Mas eu falava do Cassino: como tinha sorte aquele sacripantas. Sempre ganhava! O pessoal dizia que o Agenor tinha combinação com o croupier, e era capaz de ter mesmo, mas eu ainda acho que era sorte. Mais sorte que juízo: tudo o que ganhava na mesa de jogo gastava na mesa do bar. E por culpa nossa. Eu e os outros rapazes saíamos rotos do Cassino, sem um tostão furado. E o Agenor, de bolsos forrados, era patrono do resto da noite. O Agenor era do barbalho.
Uma vez nós fizemos um cálculo, eu e o Alvarenga, que era muito bom nas matemáticas, de quanto o Agenor teria poupado se fosse para casa. Ou fosse beber sozinho, que seja. Cento e trinta mil cruzeiros! Você sabe o que eram cento e trinta mil cruzeiros? Bom, você é muito jovem para saber, mas eu Infelizmente também não lembro. Mas era dinheiro para dedéu, dinheiro para acertar a vida do sujeito, sustentar família.
Bom, com isso de família o Agenor nunca precisou se preocupar. Nunca casou, e a sua própria ele não conhecia: era órfão, tinha sido criado pelas freiras. Até um a certa idade, porque depois foi criado pelas putas. Essa não é é minha, é do Palhares, outro do nosso grupo.
Certa feita o Palhares quase foi às vias de fato com o Agenor por causa de mulher. Pôs o olho no broto primeiro, mas dali a pouco o outro já havia posto tudo, se é que você me entende. Teve de o Agenor ter com ele e contar-lhe tudo o que ele havia feito com a garota. Tim-tim por tim-tim, preto no branco.
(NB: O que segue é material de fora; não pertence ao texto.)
/*! Integration tests for LiteLearn.
 *
 * This test suite is organized as a single integration test binary
 * following the pattern described by matklad in
 * https://matklad.github.io/2021/02/27/delete-cargo-integration-tests.html
 *
 * The module structure mirrors the main library structure:
 * - identity: registration, authentication, and session behavior
 * - enrollment: enroll/unenroll round trips and progress tracking
 * - query: catalog filtering, the dashboard listing, account summaries
 * - portability: export, import validation, and the full wipe
 * - storage: persistence and corruption tolerance of the adapters
 */

use tracing_subscriber::EnvFilter;

#[ctor::ctor]
fn init_test_tracing() {
    let _ = tracing_subscriber::fmt()
        .with_env_filter(
            EnvFilter::from_default_env().add_directive("litelearn=info".parse().unwrap()),
        )
        .with_test_writer()
        .try_init();
}

mod helpers;
mod identity;
mod portability;
mod storage;
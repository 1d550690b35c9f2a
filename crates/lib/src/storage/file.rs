//! File-backed storage adapter

use std::fs;
use std::io::ErrorKind;
use std::path::{Path, PathBuf};

use crate::Result;
use crate::storage::{Storage, StorageError};

/// A storage adapter persisting each key as its own JSON file.
///
/// Every logical key maps to `<root>/<key>.json`. A `set` rewrites the file
/// in full, matching the storage contract of independent, immediate
/// overwrites per key. The directory is created on first use.
///
/// Keys are restricted to ASCII alphanumerics, `_`, `-`, and `.` so a key can
/// never escape the root directory.
#[derive(Debug)]
pub struct FileStore {
    root: PathBuf,
}

fn valid_key(key: &str) -> bool {
    !key.is_empty()
        && key
            .chars()
            .all(|c| c.is_ascii_alphanumeric() || matches!(c, '_' | '-' | '.'))
}

impl FileStore {
    /// Opens a file store rooted at `root`, creating the directory if needed.
    pub fn open<P: AsRef<Path>>(root: P) -> Result<Self> {
        let root = root.as_ref().to_path_buf();
        fs::create_dir_all(&root)?;
        Ok(Self { root })
    }

    /// The directory this store persists into.
    pub fn root(&self) -> &Path {
        &self.root
    }

    fn path_for(&self, key: &str) -> std::result::Result<PathBuf, StorageError> {
        if !valid_key(key) {
            return Err(StorageError::InvalidKey {
                key: key.to_string(),
            });
        }
        Ok(self.root.join(format!("{key}.json")))
    }
}

impl Storage for FileStore {
    fn get(&self, key: &str) -> Result<Option<String>> {
        let path = self.path_for(key)?;
        match fs::read_to_string(&path) {
            Ok(raw) => Ok(Some(raw)),
            Err(e) if e.kind() == ErrorKind::NotFound => Ok(None),
            Err(e) => Err(StorageError::ReadFailed {
                key: key.to_string(),
                source: e,
            }
            .into()),
        }
    }

    fn set(&self, key: &str, value: &str) -> Result<()> {
        let path = self.path_for(key)?;
        fs::write(&path, value).map_err(|e| {
            StorageError::WriteFailed {
                key: key.to_string(),
                source: e,
            }
            .into()
        })
    }

    fn remove(&self, key: &str) -> Result<()> {
        let path = self.path_for(key)?;
        match fs::remove_file(&path) {
            Ok(()) => Ok(()),
            Err(e) if e.kind() == ErrorKind::NotFound => Ok(()),
            Err(e) => Err(StorageError::RemoveFailed {
                key: key.to_string(),
                source: e,
            }
            .into()),
        }
    }
}
//! CLI argument definitions for the LiteLearn binary.

use std::path::PathBuf;

use clap::{Parser, Subcommand, ValueEnum};
use litelearn::{Level, Theme};

/// Course level filter
#[derive(Debug, Clone, Copy, ValueEnum)]
pub enum LevelArg {
    Beginner,
    Intermediate,
    Advanced,
}

impl From<LevelArg> for Level {
    fn from(level: LevelArg) -> Self {
        match level {
            LevelArg::Beginner => Level::Beginner,
            LevelArg::Intermediate => Level::Intermediate,
            LevelArg::Advanced => Level::Advanced,
        }
    }
}

/// Theme preference
#[derive(Debug, Clone, Copy, ValueEnum)]
pub enum ThemeArg {
    Light,
    Dark,
}

impl From<ThemeArg> for Theme {
    fn from(theme: ThemeArg) -> Self {
        match theme {
            ThemeArg::Light => Theme::Light,
            ThemeArg::Dark => Theme::Dark,
        }
    }
}

/// LiteLearn local-first course tracker
#[derive(Parser, Debug)]
#[command(name = "litelearn")]
#[command(about = "LiteLearn: local-first course catalog and enrollment tracker")]
#[command(version)]
pub struct Cli {
    /// Data directory for the persisted state files
    #[arg(
        short = 'D',
        long,
        default_value = "./litelearn-data",
        env = "LITELEARN_DATA_DIR"
    )]
    pub data_dir: PathBuf,

    #[command(subcommand)]
    pub command: Commands,
}

#[derive(Subcommand, Debug)]
pub enum Commands {
    /// Create an account and log in
    Register {
        /// Display name
        #[arg(short, long)]
        name: String,
        email: String,
        password: String,
    },
    /// Log in to an existing account
    Login { email: String, password: String },
    /// Clear the active session
    Logout,
    /// Show the logged-in account
    Whoami,
    /// List catalog courses, optionally filtered
    Courses {
        /// Free-text filter on title, description, and tags
        #[arg(short, long)]
        query: Option<String>,
        /// Exact level filter
        #[arg(short, long)]
        level: Option<LevelArg>,
    },
    /// Show a course's details and lesson progress
    Show { course: String },
    /// Enroll the logged-in user in a course
    Enroll { course: String },
    /// Remove the logged-in user's enrollment
    Unenroll { course: String },
    /// Mark one lesson complete (or incomplete with --undone)
    Lesson {
        course: String,
        /// Lesson number as shown by `show`, starting at 1
        lesson: usize,
        /// Mark the lesson incomplete instead
        #[arg(long)]
        undone: bool,
    },
    /// Mark every lesson of a course complete
    MarkAll { course: String },
    /// Reset a course's progress to zero
    Reset { course: String },
    /// List the logged-in user's enrollments with progress
    Dashboard,
    /// Show the logged-in account summary
    Account,
    /// Export all data as JSON
    Export {
        /// Write to a file instead of stdout
        #[arg(short, long)]
        out: Option<PathBuf>,
    },
    /// Import a previously exported JSON file, replacing all data
    Import { file: PathBuf },
    /// Remove all persisted LiteLearn data
    Wipe {
        /// Confirm the wipe
        #[arg(long)]
        yes: bool,
    },
    /// Show or set the theme preference
    Theme { theme: Option<ThemeArg> },
}
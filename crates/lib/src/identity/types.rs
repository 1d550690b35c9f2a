//! Core data types for identity and session state

use serde::{Deserialize, Serialize};

/// A registered user account.
///
/// Users are keyed by their lowercased email in the registry. The id is an
/// opaque, freshly generated value; nothing dereferences it internally, but
/// it survives export/import so external tooling can rely on it.
///
/// Passwords are stored and compared in plaintext. This is demo-grade local
/// data, not an authentication system.
#[derive(Clone, Debug, PartialEq, Serialize, Deserialize)]
pub struct User {
    /// Opaque unique id (UUID v4)
    pub id: String,

    /// Display name
    pub name: String,

    /// Lowercased email, the registry key
    pub email: String,

    /// Plaintext password (demo-grade)
    pub password: String,
}

/// The single active session: a pointer to a user by email.
///
/// At most one session exists per process. It is not an entity with its own
/// identity; logging in simply overwrites it.
#[derive(Clone, Debug, PartialEq, Serialize, Deserialize)]
pub struct Session {
    /// Lowercased email of the authenticated user
    pub email: String,
}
Palhares teve de admitir que o Agenor havia aproveitado a oportunidade muito melhor do que ele jamais aproveitaria. E fizeram as pazes.
Você veja só, o Palhares também me perdou, mas perdoar não quer dizer entender. Ele esteve aqui outro dia, sentou-se nesse banco em que você está, me olhou do fundo dos óculos e perguntou "por quê? Por quê?" Eu respondi. Ele não disse nada. Foi embora. Mas me deixou o seu cartão - que bom que você veio! E umas fotos daqueles tempos. Olha só nós de smoking branco no Reveillón.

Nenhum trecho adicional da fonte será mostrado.